規制料金プランは、消費者の負担を軽減するための経過措置なので、値上げ上限に到達しても、電力会社が勝手に上限を撤廃することはできません。 、
【参考】大手電力会社の9月電気料金(北から順)
①北海道電力:
8,862円(上限到達),
従量電灯B・30A,230kWh
②東北電力:
8,565円(上限到達),
従量電灯B・30A,260kWh
③東京電力:
9,126円(上限到達),
従量電灯B・30A,260kWh
④中部電力:
9,111円(残り78円で上限),
従量電灯B・30A,260kWh
⑤北陸電力:
6,402円(上限到達),
従量電灯B・30A,230kWh
⑥関西電力:
7,497円(上限到達),
従量電灯A・30A,260kWh
⑦中国電力:
8,029円(上限到達),
従量電灯A・30A,260kWh
⑧四国電力:
7,915円(上限到達),
従量電灯A・30A,260kWh
⑨九州電力:
7,276円(上限到達),
従量電灯B・30A,250kWh
⑩沖縄電力:
8,847円(上限到達),
従量電灯,260kWh
では、上限に到達すると、これ以上は電気料金は値上げされないのでしょうか?実はそうとも言えません。電力会社が今より高い金額を経済産業省に申請して認可されれば、その認可された金額の1.5倍まで値上げをすることができるのです。
今のところ、電力会社が申請するのか、申請したとしても経済産業省が認可するのか、わかりませんが、今後も燃料費の高騰が継続するようであれば、申請に踏み切る可能性が考えられます。
尚、自由料金プランにおいては、上限の設定が元々ないか、あったとしても、認可不要で上限を撤廃することができます。
また、今年の冬は夏よりも電力がひっ迫すると予測されています。
当面は、老朽化した火力発電の再稼働などで急場を凌がざるを得ないとは思いますが、夏以上に節電の協力が必要になりそうな気配です。
まとめ
大手電力会社10社のうち9社は、電気料金の値上げ上限に到達しています。

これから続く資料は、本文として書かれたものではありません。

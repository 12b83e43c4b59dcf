// SPDX-FileCopyrightText: 2026 Burble Contributors
// SPDX-License-Identifier: MIT OR Apache-2.0

//! SQLite persistence layer for the Burble bot pipeline.
//!
//! Provides WAL-mode SQLite storage with embedded migrations and a
//! single-writer concurrency model via `tokio-rusqlite`, backing both
//! pipeline boundaries: the durable key-value store (conversation buffers,
//! processing locks) and the delayed queue (batches, flush-check triggers).

pub mod adapter;
pub mod database;
pub mod migrations;
pub mod models;
pub mod queries;

pub use adapter::SqliteStorage;
pub use database::Database;
pub use models::QueueEntry;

上限を超えた差額分については、電力会社が負担することになります。
ただし、電力会社が今よりも高い金額を経済産業省に申請して認可されれば、その金額の1.5倍まで値上げすることができるようになりますので、安心できません。
今年の冬は、夏よりも電力がひっ迫すると予測されています。
今後、ウクライナ情勢や円安の進行状況によっては、燃料費の高騰によるさらなる電気料金の値上げも考えられます。
何れにしましても、できる範囲で節電に協力して、夏も冬も乗り切りましょう!